Women around the world suffer so-called “honor violence” at the hands of relatives, usually male, in an effort to reclaim family “honor.” If a woman or girl is accused or suspected of engaging in behavior that could taint her family’s status, she may face brutal retaliation from her relatives that often results in violent death.
So-called “honor” crime is rooted in a global culture of discrimination against women, and the deeply rooted belief that women are objects and commodities, not human beings entitled to dignity and rights equal to those of men. Women’s bodies, particularly, are considered the repositories of family honor, and under the control and responsibility of her family (especially her male relatives). And large sections of society share traditional conceptions of family honor and approve of “honor” killings to preserve that honor.
That’s the narrative that is used to justify these brutal attacks on women and girls, but here are the facts:
- The UN estimates that around 5,000 women and girls are murdered each year in so-called “honor killings” by members of their families
- “Honor” killings are widely reported in regions throughout the Middle East and South Asia, but these crimes against women occur in countries as varied as Bangladesh, Brazil, Canada, Ecuador, Egypt, India, Iran, Iraq, Israel, Italy, Jordan, Morocco, Pakistan, Sweden, Syria, Turkey, Uganda, United Kingdom, and the United States.
- Like other forms of violence against women, “honor” violence against women may be considered a form of torture, whether enacted by the state or by an individual.
- While “honor” crime is committed predominantly against women and girls, “honor” crime is also on the rise against LGBT people, particularly gay men
- In many countries, the punishment for “honor” crimes are inadequate or non-existent—laws either do not recognize “honor” crime or have insufficient sentencing for such crime. And in countries where laws have been passed to curb “honor” crime (for example, in Jordan), such laws often go un-enforced.
- According to the Iranian and Kurdish Rights Organization, “Honor Killings are on the rise”, especially in Europe and the US.
Make no mistake: there is no honor in violence against women, and no cultural, social, or religious belief is ever a valid reason to commit violence against women, or deprive anyone of their fundamental human rights.
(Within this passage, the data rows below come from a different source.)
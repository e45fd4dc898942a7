//! # Revision Resolution
//!
//! Turns an [`ActionReference`] into a [`ResolvedRevision`]: a human-facing
//! label (`resolved_ref`) plus the immutable commit id it currently names.
//!
//! ## Choosing the label
//!
//! - **No ref**: the preferred tag (see [`crate::version`]); with no usable
//!   tag, or when tags cannot be listed, the default branch.
//! - **`latest`**: the preferred tag; having no usable tag is an error.
//! - **Anything else**: used verbatim.
//!
//! ## Pinning the label
//!
//! The label is tried as a branch head, then as a tag, then as a raw commit.
//! The first interpretation the provider accepts wins.

use log::{debug, warn};
use serde::{Deserialize, Serialize};

use crate::error::{Error, Result};
use crate::provider::RevisionProvider;
use crate::reference::{ActionReference, RefRequest};
use crate::version;

/// A reference resolved to a display label and an immutable id.
#[derive(Debug, Clone, PartialEq, Eq, Serialize, Deserialize)]
#[serde(rename_all = "camelCase")]
pub struct ResolvedRevision {
    pub resolved_ref: String,
    pub immutable_id: String,
}

/// Which interpretation pinned the label.
#[derive(Debug, Clone, Copy, PartialEq, Eq)]
pub enum RefKind {
    Branch,
    Tag,
    Commit,
}

/// Resolves references against a [`RevisionProvider`].
pub struct RevisionResolver<'a> {
    provider: &'a dyn RevisionProvider,
}

impl<'a> RevisionResolver<'a> {
    pub fn new(provider: &'a dyn RevisionProvider) -> Self {
        Self { provider }
    }

    /// Resolves `reference` to a label and an immutable id.
    pub fn resolve(&self, reference: &ActionReference) -> Result<ResolvedRevision> {
        let org_repo = reference.org_repo.as_str();
        let resolved_ref = match reference.request() {
            RefRequest::Unspecified => self.resolve_unspecified(org_repo)?,
            RefRequest::Latest => self.resolve_latest(org_repo)?,
            RefRequest::Explicit(r) => r,
        };

        let (immutable_id, kind) = self.pin(org_repo, &resolved_ref)?;
        debug!(
            "Resolved {} to {} ({:?} {})",
            reference, immutable_id, kind, resolved_ref
        );

        Ok(ResolvedRevision {
            resolved_ref,
            immutable_id,
        })
    }

    fn resolve_unspecified(&self, org_repo: &str) -> Result<String> {
        match self.provider.list_tags(org_repo) {
            Ok(tags) => {
                if let Some((tag, kind)) = version::preferred_tag(&tags) {
                    debug!("Picked {:?} tag {} for {}", kind, tag, org_repo);
                    return Ok(tag);
                }
                debug!("{} has no version tags, using its default branch", org_repo);
            }
            Err(e) => {
                warn!(
                    "Could not list tags of {} ({}); using its default branch",
                    org_repo, e
                );
            }
        }

        self.provider
            .default_branch(org_repo)
            .map_err(|e| resolution_failed(org_repo, "(default branch)", e))
    }

    fn resolve_latest(&self, org_repo: &str) -> Result<String> {
        let tags = self
            .provider
            .list_tags(org_repo)
            .map_err(|e| resolution_failed(org_repo, "latest", e))?;

        version::preferred_tag(&tags)
            .map(|(tag, _)| tag)
            .ok_or_else(|| Error::RevisionResolutionFailed {
                org_repo: org_repo.to_string(),
                reference: "latest".to_string(),
                message: "the repository has no version tags".to_string(),
            })
    }

    /// Finds the immutable id for a label: branch, then tag, then commit.
    pub fn pin(&self, org_repo: &str, resolved_ref: &str) -> Result<(String, RefKind)> {
        let lookup = || -> Result<Option<(String, RefKind)>> {
            if let Some(id) = self.provider.branch_head(org_repo, resolved_ref)? {
                return Ok(Some((id, RefKind::Branch)));
            }
            if let Some(id) = self.provider.tag_target(org_repo, resolved_ref)? {
                return Ok(Some((id, RefKind::Tag)));
            }
            if let Some(id) = self.provider.commit(org_repo, resolved_ref)? {
                return Ok(Some((id, RefKind::Commit)));
            }
            Ok(None)
        };

        match lookup() {
            Ok(Some(found)) => Ok(found),
            Ok(None) => Err(Error::RevisionResolutionFailed {
                org_repo: org_repo.to_string(),
                reference: resolved_ref.to_string(),
                message: "no branch, tag, or commit matches".to_string(),
            }),
            Err(e) => Err(resolution_failed(org_repo, resolved_ref, e)),
        }
    }
}

fn resolution_failed(org_repo: &str, reference: &str, cause: Error) -> Error {
    match cause {
        e @ Error::RevisionResolutionFailed { .. } => e,
        other => Error::RevisionResolutionFailed {
            org_repo: org_repo.to_string(),
            reference: reference.to_string(),
            message: other.to_string(),
        },
    }
}
//! On-disk helpers for the registry document and the generated tree.
//!
//! Writes go through a temporary file in the destination directory followed
//! by a rename, so a crash never leaves a half-written file behind.

use std::fs;
use std::io::{ErrorKind, Write};
use std::path::{Path, PathBuf};

use log::{debug, warn};
use tempfile::NamedTempFile;

use crate::error::{Error, Result};

/// Atomically writes `data` to `path`, creating parent directories.
pub fn atomic_write(path: &Path, data: &[u8]) -> Result<()> {
    let dir = path.parent().unwrap_or(Path::new("."));
    fs::create_dir_all(dir).map_err(|e| Error::filesystem(dir, e))?;
    let mut tmp = NamedTempFile::new_in(dir).map_err(|e| Error::filesystem(dir, e))?;
    tmp.write_all(data).map_err(|e| Error::filesystem(path, e))?;
    tmp.persist(path).map_err(|e| Error::filesystem(path, e.error))?;
    Ok(())
}

/// Writes `data` unless the file already holds exactly those bytes.
///
/// Returns whether the file was written.
pub fn write_if_changed(path: &Path, data: &[u8]) -> Result<bool> {
    match fs::read(path) {
        Ok(existing) if existing == data => {
            debug!("Unchanged: {}", path.display());
            return Ok(false);
        }
        Ok(_) => {}
        Err(e) if e.kind() == ErrorKind::NotFound => {}
        Err(e) => return Err(Error::filesystem(path, e)),
    }
    atomic_write(path, data)?;
    Ok(true)
}

/// Removes a file. A file that is already gone is not an error.
///
/// Returns whether something was removed.
pub fn remove_file(path: &Path) -> Result<bool> {
    match fs::remove_file(path) {
        Ok(()) => Ok(true),
        Err(e) if e.kind() == ErrorKind::NotFound => Ok(false),
        Err(e) => Err(Error::filesystem(path, e)),
    }
}

/// Removes `start` and then each ancestor that became empty, stopping
/// before `stop`. Failures are logged and end the walk.
pub fn prune_empty_dirs(start: &Path, stop: &Path) -> Vec<PathBuf> {
    let mut removed = Vec::new();
    let mut current = start.to_path_buf();

    while current.starts_with(stop) && current != stop {
        let is_empty = match fs::read_dir(&current) {
            Ok(mut entries) => entries.next().is_none(),
            Err(e) if e.kind() == ErrorKind::NotFound => {
                if !current.pop() {
                    break;
                }
                continue;
            }
            Err(e) => {
                warn!("Could not inspect {}: {}", current.display(), e);
                break;
            }
        };
        if !is_empty {
            break;
        }
        if let Err(e) = fs::remove_dir(&current) {
            warn!("Could not remove empty directory {}: {}", current.display(), e);
            break;
        }
        debug!("Removed empty directory {}", current.display());
        removed.push(current.clone());
        if !current.pop() {
            break;
        }
    }

    removed
}

/// A directory entry as seen by the barrel rebuild.
#[derive(Debug, Clone, PartialEq, Eq)]
pub struct DirEntry {
    pub name: String,
    pub is_dir: bool,
}

/// Lists `dir` sorted by name. A missing directory lists as empty.
pub fn list_dir(dir: &Path) -> Result<Vec<DirEntry>> {
    let read = match fs::read_dir(dir) {
        Ok(read) => read,
        Err(e) if e.kind() == ErrorKind::NotFound => return Ok(Vec::new()),
        Err(e) => return Err(Error::filesystem(dir, e)),
    };

    let mut entries = Vec::new();
    for entry in read {
        let entry = entry.map_err(|e| Error::filesystem(dir, e))?;
        let file_type = entry.file_type().map_err(|e| Error::filesystem(dir, e))?;
        entries.push(DirEntry {
            name: entry.file_name().to_string_lossy().to_string(),
            is_dir: file_type.is_dir(),
        });
    }
    entries.sort_by(|a, b| a.name.cmp(&b.name));
    Ok(entries)
}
The murder of women in the name of “honor” is a gender-specific form of discrimination and violence and should be regarded as part of a larger spectrum of violence against women, as well as a serious human rights violation. Violence against women in a global epidemic, and it effects women in every country, at every level of society.
The continued coverage of the case of Noor Almaleki reminds us that women across the world—including our own country—are at risk of such types of gender-specific violence. But so, too, should countless attacks on women’s rights that are part of a culture of discrimination against women.
Any attack on women’s human rights threatens to reduce women to objects or devalue them as less than fully human, and as such, aids and abets in a global culture in which such horrific violence, as happened to Noor and as happens to countless women, is not only possible, but is all too common.